O apito sempre falhou. A "mão
de Deus" no gol de Maradona em
1986, a bola inglesa que (não) entrou no gol alemão em 1966, o pênalti-convertido-em-falta de Nílton Santos em 1962...
Sim, os árbitros capricharam
neste ano, a TV cada vez mais
aparelhada para flagrá-los "no
pulo". Mas a verdade é que a gritaria se deve muito porque os erros derrubaram as seleções da
Itália e da Espanha, as duas
maiores potências do futebol de
clubes -e as duas imprensas esportivas mais atuantes do planeta. Alguém falaria em "Copa ilegítima" se tivessem caído pelo
apito times menos cotados como
a Eslovênia e a Dinamarca?
Para outros, mais românticos,
esta foi a Copa das zebras, do
conto de fadas. Citam o tropeço
da França diante do Senegal. A
eliminação da Argentina logo na
primeira fase. A implosão de Portugal. O avanço de turcos e sul-coreanos às semifinais.
Mas o insólito também faz parte da antologia do esporte, não é
novidade deste Mundial. Os coreanos tinham derrubado a Itália em 1966. Os camaroneses já
haviam colocado a África no mapa da bola em 1990. A pouco cotada Bulgária chegou à semifinal
em 1994. Façanha repetida, quatro anos depois, pela Croácia,
ainda dizimada pela guerra civil.
Para outros analistas, foi a Copa da globalização, da homogeneização das táticas, do fim das
diferenças. A Suécia joga igual à
França, que joga igual à Espanha, que joga igual à Costa Rica...
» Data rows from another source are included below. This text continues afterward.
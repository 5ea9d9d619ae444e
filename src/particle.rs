//! The particle entity: per-agent kinematic and visual state.
//!
//! Particles integrate their own velocity, bounce off the field walls, and
//! react to the pointer: a held press attracts them, a hovering pointer
//! pushes them away. Proximity to the pointer also swells the rendered size
//! up to three times the base size.

use glam::{Vec2, Vec3};
use rand::Rng;
use std::f32::consts::TAU;

use crate::input::Pointer;
use crate::theme::{ParticleShape, ThemeStyle};

/// Distance within which the pointer exerts force on a particle.
pub const INTERACTION_RADIUS: f32 = 200.0;

/// Size multiplier at zero pointer distance (full force).
pub const MAX_SIZE_FACTOR: f32 = 3.0;

const ATTRACT_STRENGTH: f32 = 2.5;
const REPEL_STRENGTH: f32 = 2.0;
const DAMPING: f32 = 0.95;
const SIZE_DECAY: f32 = 0.1;
const SPAWN_SPEED: f32 = 0.5;
const MAX_SPIN: f32 = 0.05;

/// A single agent in the particle field.
#[derive(Debug, Clone)]
pub struct Particle {
    pub position: Vec2,
    pub velocity: Vec2,
    /// Rotation angle in radians.
    pub angle: f32,
    /// Angular velocity per tick.
    pub spin: f32,
    /// Current rendered size; relaxes toward `base_size`.
    pub size: f32,
    pub base_size: f32,
    pub color: Vec3,
    pub shape: ParticleShape,
}

impl Particle {
    /// Spawn a particle at a uniformly random position within the bounds,
    /// styled by the given theme policy.
    pub fn spawn(rng: &mut impl Rng, width: f32, height: f32, style: &ThemeStyle) -> Self {
        let velocity = Vec2::new(
            rng.gen_range(-SPAWN_SPEED..SPAWN_SPEED),
            rng.gen_range(-SPAWN_SPEED..SPAWN_SPEED),
        ) * style.speed;
        let base_size = style.sample_size(rng);

        Self {
            position: Vec2::new(rng.gen_range(0.0..width), rng.gen_range(0.0..height)),
            velocity,
            angle: rng.gen_range(0.0..TAU),
            spin: rng.gen_range(-MAX_SPIN..MAX_SPIN),
            size: base_size,
            base_size,
            color: style.sample_color(rng),
            shape: style.shape,
        }
    }

    /// Advance the particle by one tick.
    ///
    /// Integrates velocity and spin, reflects off the walls (velocity sign
    /// flip only, no position clamp), applies the pointer force, updates the
    /// rendered size, and damps the velocity.
    pub fn step(&mut self, width: f32, height: f32, pointer: &Pointer) {
        self.position += self.velocity;
        self.angle += self.spin;

        // Wall bounce
        if self.position.x < 0.0 || self.position.x > width {
            self.velocity.x = -self.velocity.x;
        }
        if self.position.y < 0.0 || self.position.y > height {
            self.velocity.y = -self.velocity.y;
        }

        let delta = pointer.position - self.position;
        let dist = delta.length();

        if dist < INTERACTION_RADIUS {
            let force = (INTERACTION_RADIUS - dist) / INTERACTION_RADIUS;

            // A particle sitting exactly under the pointer has no defined
            // force direction; it still swells to full size.
            if dist > f32::EPSILON {
                let (direction, strength) = if pointer.pressed {
                    (1.0, ATTRACT_STRENGTH)
                } else {
                    (-1.0, REPEL_STRENGTH)
                };
                self.velocity += delta / dist * force * direction * strength;
            }

            self.size = self.base_size * (1.0 + force * (MAX_SIZE_FACTOR - 1.0));
        } else if self.size > self.base_size {
            self.size = (self.size - SIZE_DECAY).max(self.base_size);
        }

        self.velocity *= DAMPING;
    }
}
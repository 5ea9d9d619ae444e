//! Gesture commands: the typed bridge between the vision classifier and
//! theme selection.

use serde::{Deserialize, Serialize};

use crate::theme::Theme;

/// Classified intent produced by the vision collaborator.
#[derive(Debug, Clone, Copy, PartialEq, Eq, Default, Serialize, Deserialize)]
#[serde(rename_all = "SCREAMING_SNAKE_CASE")]
pub enum GestureCommand {
    /// No recognizable gesture; leaves the theme unchanged.
    #[default]
    None,
    SwitchFire,
    SwitchGalaxy,
    SwitchNature,
    SwitchLove,
    /// Back to the default theme.
    Reset,
}

impl GestureCommand {
    /// The theme this command selects, if any.
    pub fn theme(self) -> Option<Theme> {
        match self {
            GestureCommand::None => None,
            GestureCommand::SwitchFire => Some(Theme::Fire),
            GestureCommand::SwitchGalaxy => Some(Theme::Galaxy),
            GestureCommand::SwitchNature => Some(Theme::Nature),
            GestureCommand::SwitchLove => Some(Theme::Love),
            GestureCommand::Reset => Some(Theme::Default),
        }
    }
}

fn default_reasoning() -> String {
    "No reasoning provided".to_string()
}

/// Result of one gesture classification.
///
/// Missing fields in the wire payload fall back to a no-op command with zero
/// confidence rather than failing the parse.
#[derive(Debug, Clone, PartialEq, Serialize, Deserialize)]
pub struct VisionResponse {
    #[serde(default)]
    pub command: GestureCommand,
    #[serde(default)]
    pub confidence: f32,
    #[serde(default = "default_reasoning")]
    pub reasoning: String,
}

impl VisionResponse {
    /// A new classification result.
    pub fn new(command: GestureCommand, confidence: f32, reasoning: impl Into<String>) -> Self {
        Self {
            command,
            confidence,
            reasoning: reasoning.into(),
        }
    }

    /// The degraded result used when classification fails: no change, zero
    /// confidence, diagnostic text.
    pub fn failure(reasoning: impl Into<String>) -> Self {
        Self::new(GestureCommand::None, 0.0, reasoning)
    }
}

#[cfg(test)]
mod tests {
    use super::*;

    #[test]
    fn test_command_to_theme_mapping() {
        assert_eq!(GestureCommand::None.theme(), None);
        assert_eq!(GestureCommand::SwitchFire.theme(), Some(Theme::Fire));
        assert_eq!(GestureCommand::SwitchGalaxy.theme(), Some(Theme::Galaxy));
        assert_eq!(GestureCommand::SwitchNature.theme(), Some(Theme::Nature));
        assert_eq!(GestureCommand::SwitchLove.theme(), Some(Theme::Love));
        assert_eq!(GestureCommand::Reset.theme(), Some(Theme::Default));
    }

    #[test]
    fn test_command_wire_names() {
        assert_eq!(
            serde_json::to_string(&GestureCommand::SwitchFire).unwrap(),
            "\"SWITCH_FIRE\""
        );
        assert_eq!(
            serde_json::from_str::<GestureCommand>("\"NONE\"").unwrap(),
            GestureCommand::None
        );
        assert_eq!(
            serde_json::from_str::<GestureCommand>("\"RESET\"").unwrap(),
            GestureCommand::Reset
        );
    }

    #[test]
    fn test_response_defaults() {
        let response: VisionResponse = serde_json::from_str("{}").unwrap();
        assert_eq!(response.command, GestureCommand::None);
        assert_eq!(response.confidence, 0.0);
        assert_eq!(response.reasoning, "No reasoning provided");
    }

    #[test]
    fn test_failure_response() {
        let response = VisionResponse::failure("Error analyzing image");
        assert_eq!(response.command, GestureCommand::None);
        assert_eq!(response.confidence, 0.0);
        assert_eq!(response.reasoning, "Error analyzing image");
    }
}
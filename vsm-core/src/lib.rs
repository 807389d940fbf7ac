//! VSM Core
//!
//! This crate provides the value stream map engine of a continuous delivery
//! server. It implements:
//!
//! - Incremental construction of a pipeline's dependency lineage
//! - Cycle detection for lineages broken by configuration drift
//! - Layered layout with dummy nodes and ordering within levels
//! - Revision tracking and incompatible-revision warnings
//!
//! # Architecture
//!
//! The crate is organized into several modules:
//!
//! - `graph`: Node model, graph builder and layout
//! - `revision`: Pipeline runs and material modifications
//! - `service`: Request-level assembly from configuration and history
//! - `config`: Engine configuration
//! - `error`: Error types
//!
//! # Example
//!
//! ```rust
//! use vsm_core::graph::{Node, NodeId, ValueStreamMap};
//!
//! let mut graph = ValueStreamMap::new("deploy", None);
//! graph.add_upstream_node(Node::pipeline("build", "build"), None, &NodeId::from("deploy")).unwrap();
//! graph.add_downstream_node(Node::pipeline("smoke", "smoke"), &NodeId::from("deploy")).unwrap();
//!
//! let model = graph.presentation_model().unwrap();
//! assert_eq!(model.level_count(), 3);
//! ```

pub mod config;
pub mod error;
pub mod graph;
pub mod revision;
pub mod service;

pub use config::VsmConfig;
pub use error::{Result, VsmError};
pub use graph::{Node, NodeId, PresentationModel, ValueStreamMap};
pub use service::ValueStreamMapService;
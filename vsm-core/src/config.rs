//! Engine Configuration
//!
//! Tunables for layout and analysis. Every field has a default, so an empty
//! JSON object is a valid configuration.

use serde::{Deserialize, Serialize};

/// Configuration shared by the graph builder and the service.
#[derive(Debug, Clone, PartialEq, Eq, Serialize, Deserialize)]
pub struct VsmConfig {
    /// Number of barycenter passes run after depth initialisation.
    /// Zero keeps the traversal order.
    #[serde(default)]
    pub crossing_sweeps: usize,

    /// Flag the current pipeline when it was built from diverging revisions
    /// of the same material.
    #[serde(default = "default_flag_incompatible_revisions")]
    pub flag_incompatible_revisions: bool,

    /// Message attached to upstream pipelines that no longer exist in config.
    #[serde(default = "default_deleted_pipeline_message")]
    pub deleted_pipeline_message: String,
}

fn default_flag_incompatible_revisions() -> bool {
    true
}

fn default_deleted_pipeline_message() -> String {
    "Pipeline has been deleted.".to_string()
}

impl VsmConfig {
    /// Parse configuration from a JSON string.
    pub fn from_json(json: &str) -> Result<Self, serde_json::Error> {
        serde_json::from_str(json)
    }
}

impl Default for VsmConfig {
    fn default() -> Self {
        Self {
            crossing_sweeps: 0,
            flag_incompatible_revisions: default_flag_incompatible_revisions(),
            deleted_pipeline_message: default_deleted_pipeline_message(),
        }
    }
}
Talvez seja melhor esperar que
as coisas decantem um pouco
mais, como propôs neste caderno
Carlos Alberto Parreira. Afinal,
os empolgados que haviam
anunciado a revolução dos "nanicos" se requebram até agora
para justificar que a decisão em
Yokohama tenha reunido justamente as potências históricas do
futebol, Brasil e Alemanha.
A primeira Copa do Mundo na
Ásia. A primeira Copa organizada por dois países. A primeira
Copa do século 21. A primeira
Copa itinerante (ou "caramujo",
como definiu a comissão técnica
da CBF, inconformada com o rodízio das cidades). A primeira
Copa pós-João Havelange. A Copa da arbitragem, a Copa das zebras, a Copa da globalização.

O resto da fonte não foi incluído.